■ YOUR TASK ■
Among the records, how many lines contain "Diagnostics"? Only the number is needed.

■ LISTED RECORDS ■
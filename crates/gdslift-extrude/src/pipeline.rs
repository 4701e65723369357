//! The extraction pipeline: element → layer rule → outline → window
//! filter/clip → [`LayerPolygon`] → [`Solid3d`].
//!
//! Parse failures upstream abort; everything that goes wrong here is
//! recoverable and lands in [`Diagnostics`] instead.

use log::debug;
use serde::{Deserialize, Serialize};

use gdslift_core::geometry::Point;
use gdslift_core::model::{ElementKind, Structure};
use gdslift_core::window::clip_to_window;
use gdslift_core::{Diagnostics, LayerRule, LayerTable, Window};

use crate::extract::element_outline;
use crate::solid::{extrude, Solid3d};

/// Knobs for one extraction run.
#[derive(Debug, Clone)]
pub struct ExtractOptions {
    /// Spatial filter; `None` extracts the whole structure.
    pub window: Option<Window>,
    /// Extra margin applied to the window before filtering and clipping.
    pub margin: f64,
    /// Clip surviving polygons exactly to the (margined) window. When
    /// false the window is a bbox prefilter only.
    pub clip_exact: bool,
    /// Skip elements whose layer rule is disabled.
    pub enabled_only: bool,
}

impl Default for ExtractOptions {
    fn default() -> Self {
        Self {
            window: None,
            margin: 0.0,
            clip_exact: true,
            enabled_only: true,
        }
    }
}

/// A flat polygon tagged with its resolved layer rule, ready to extrude.
#[derive(Debug, Clone, PartialEq, Serialize, Deserialize)]
pub struct LayerPolygon {
    pub ring: Vec<Point>,
    pub layer: u16,
    pub datatype: u16,
    pub z_bottom: f64,
    pub z_top: f64,
    pub name: String,
    pub material: String,
}

impl LayerPolygon {
    fn new(ring: Vec<Point>, rule: &LayerRule) -> Self {
        Self {
            ring,
            layer: rule.layer,
            datatype: rule.datatype,
            z_bottom: rule.z_bottom,
            z_top: rule.z_top,
            name: rule.name.clone(),
            material: rule.material.clone(),
        }
    }
}

/// Extract the flat polygons of one parsed structure.
///
/// Deterministic and side-effect free: the same structure, table, and
/// options always produce the same polygon list, and repeating the call
/// never mutates the inputs. Elements on unmapped layers, disabled
/// layers, or outside the window are counted and skipped; reference and
/// text elements never produce geometry.
pub fn extract_structure(
    structure: &Structure,
    table: &LayerTable,
    options: &ExtractOptions,
) -> (Vec<LayerPolygon>, Diagnostics) {
    let mut polygons = Vec::new();
    let mut diag = Diagnostics::new();
    let window = options.window.map(|w| w.with_margin(options.margin));

    for element in &structure.elements {
        let rule = match table.lookup(i64::from(element.layer), i64::from(element.datatype)) {
            Some(rule) => rule,
            None => {
                diag.skipped_elements += 1;
                continue;
            }
        };
        if options.enabled_only && !rule.enabled {
            diag.skipped_elements += 1;
            continue;
        }

        if let Some(w) = &window {
            if !w.admits(element.bbox().as_ref()) {
                diag.skipped_elements += 1;
                continue;
            }
        }

        let mut ring = match element_outline(element) {
            Some(ring) => ring,
            None => {
                match &element.kind {
                    ElementKind::Path(_) => {
                        diag.failed_path_conversions += 1;
                        diag.note(format!(
                            "path on layer {}/{} did not convert to an outline",
                            element.layer, element.datatype
                        ));
                    }
                    _ => diag.skipped_elements += 1,
                }
                continue;
            }
        };

        if let Some(w) = &window {
            if options.clip_exact {
                ring = clip_to_window(&ring, w);
                if ring.is_empty() {
                    diag.clipped_out += 1;
                    continue;
                }
            }
        }

        if ring.len() < 3 {
            diag.degenerate_polygons += 1;
            continue;
        }
        polygons.push(LayerPolygon::new(ring, rule));
    }

    debug!(
        "structure '{}': {} polygons extracted, {} elements skipped",
        structure.name,
        polygons.len(),
        diag.skipped_elements
    );
    (polygons, diag)
}

/// Extrude every extracted polygon into a prism. Degenerate polygons are
/// counted and dropped; valid ones always succeed because the layer table
/// rejects empty z-ranges at build time.
pub fn extrude_all(polygons: &[LayerPolygon]) -> (Vec<Solid3d>, Diagnostics) {
    let mut solids = Vec::with_capacity(polygons.len());
    let mut diag = Diagnostics::new();

    for polygon in polygons {
        match extrude(&polygon.ring, polygon.z_bottom, polygon.z_top) {
            Ok(solid) => solids.push(solid),
            Err(err) => {
                diag.degenerate_polygons += 1;
                diag.note(format!(
                    "layer {}/{}: {}",
                    polygon.layer, polygon.datatype, err
                ));
            }
        }
    }

    (solids, diag)
}

#[cfg(test)]
mod tests {
    use super::*;
    use gdslift_core::model::{BoundaryData, Element, PathData};

    fn boundary(layer: u16, ring: &[(f64, f64)]) -> Element {
        let mut el = Element::new(ElementKind::Boundary(BoundaryData {
            ring: ring.iter().map(|&(x, y)| Point::new(x, y)).collect(),
        }));
        el.layer = layer;
        el
    }

    fn test_table() -> LayerTable {
        LayerTable::build(vec![
            LayerRule::new(1, 0, 0.0, 0.5).with_name("poly"),
            LayerRule::new(2, 0, 0.5, 1.5).with_name("metal1"),
            LayerRule::new(3, 0, 0.0, 1.0).disabled(),
        ])
        .unwrap()
    }

    fn test_structure() -> Structure {
        let mut s = Structure::new("top", 0);
        s.elements
            .push(boundary(1, &[(0.0, 0.0), (10.0, 0.0), (10.0, 10.0), (0.0, 10.0)]));
        s.elements.push(boundary(
            2,
            &[(100.0, 100.0), (110.0, 100.0), (110.0, 110.0), (100.0, 110.0)],
        ));
        s.elements
            .push(boundary(3, &[(0.0, 0.0), (5.0, 0.0), (5.0, 5.0), (0.0, 5.0)]));
        s.elements
            .push(boundary(9, &[(0.0, 0.0), (5.0, 0.0), (5.0, 5.0), (0.0, 5.0)]));
        s
    }

    #[test]
    fn test_extract_filters_unmapped_and_disabled() {
        let (polygons, diag) =
            extract_structure(&test_structure(), &test_table(), &ExtractOptions::default());
        // Layers 1 and 2 survive; 3 is disabled, 9 unmapped.
        assert_eq!(polygons.len(), 2);
        assert_eq!(diag.skipped_elements, 2);
        assert_eq!(polygons[0].name, "poly");
        assert_eq!(polygons[1].z_top, 1.5);
    }

    #[test]
    fn test_disabled_rule_kept_when_not_filtering() {
        let options = ExtractOptions {
            enabled_only: false,
            ..Default::default()
        };
        let (polygons, _) = extract_structure(&test_structure(), &test_table(), &options);
        assert_eq!(polygons.len(), 3);
    }

    #[test]
    fn test_window_prefilter_and_clip() {
        let options = ExtractOptions {
            window: Some(Window::new(0.0, 0.0, 8.0, 8.0).unwrap()),
            ..Default::default()
        };
        let (polygons, diag) =
            extract_structure(&test_structure(), &test_table(), &options);
        // The layer-2 square at (100,100) is outside the window.
        assert_eq!(polygons.len(), 1);
        assert_eq!(diag.skipped_elements, 3);
        // The layer-1 square is clipped from 10×10 down to 8×8.
        let bb = gdslift_core::BBox::from_points(&polygons[0].ring).unwrap();
        assert_eq!(bb.max, Point::new(8.0, 8.0));
    }

    #[test]
    fn test_prefilter_only_leaves_ring_unclipped() {
        let options = ExtractOptions {
            window: Some(Window::new(0.0, 0.0, 8.0, 8.0).unwrap()),
            clip_exact: false,
            ..Default::default()
        };
        let (polygons, _) = extract_structure(&test_structure(), &test_table(), &options);
        let bb = gdslift_core::BBox::from_points(&polygons[0].ring).unwrap();
        assert_eq!(bb.max, Point::new(10.0, 10.0));
    }

    #[test]
    fn test_extraction_is_idempotent() {
        let structure = test_structure();
        let table = test_table();
        let options = ExtractOptions::default();
        let (first, _) = extract_structure(&structure, &table, &options);
        let (second, _) = extract_structure(&structure, &table, &options);
        assert_eq!(first, second);
    }

    #[test]
    fn test_failed_path_conversion_counted() {
        let mut s = Structure::new("top", 0);
        let mut el = Element::new(ElementKind::Path(PathData {
            points: vec![Point::new(0.0, 0.0)],
            width: 2.0,
            path_type: 0,
            begin_extension: 0.0,
            end_extension: 0.0,
        }));
        el.layer = 1;
        s.elements.push(el);

        let (polygons, diag) =
            extract_structure(&s, &test_table(), &ExtractOptions::default());
        assert!(polygons.is_empty());
        assert_eq!(diag.failed_path_conversions, 1);
        assert_eq!(diag.messages.len(), 1);
    }

    #[test]
    fn test_extrude_all_skips_degenerates() {
        let rule = LayerRule::new(1, 0, 0.0, 2.0);
        let good = LayerPolygon::new(
            vec![
                Point::new(0.0, 0.0),
                Point::new(10.0, 0.0),
                Point::new(10.0, 10.0),
                Point::new(0.0, 10.0),
            ],
            &rule,
        );
        let bad = LayerPolygon::new(
            vec![Point::new(0.0, 0.0), Point::new(1.0, 1.0), Point::new(2.0, 2.0)],
            &rule,
        );
        let (solids, diag) = extrude_all(&[good, bad]);
        assert_eq!(solids.len(), 1);
        assert!((solids[0].volume - 200.0).abs() < 1e-9);
        assert_eq!(diag.degenerate_polygons, 1);
    }
}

■ TASK RESPONSE ■
6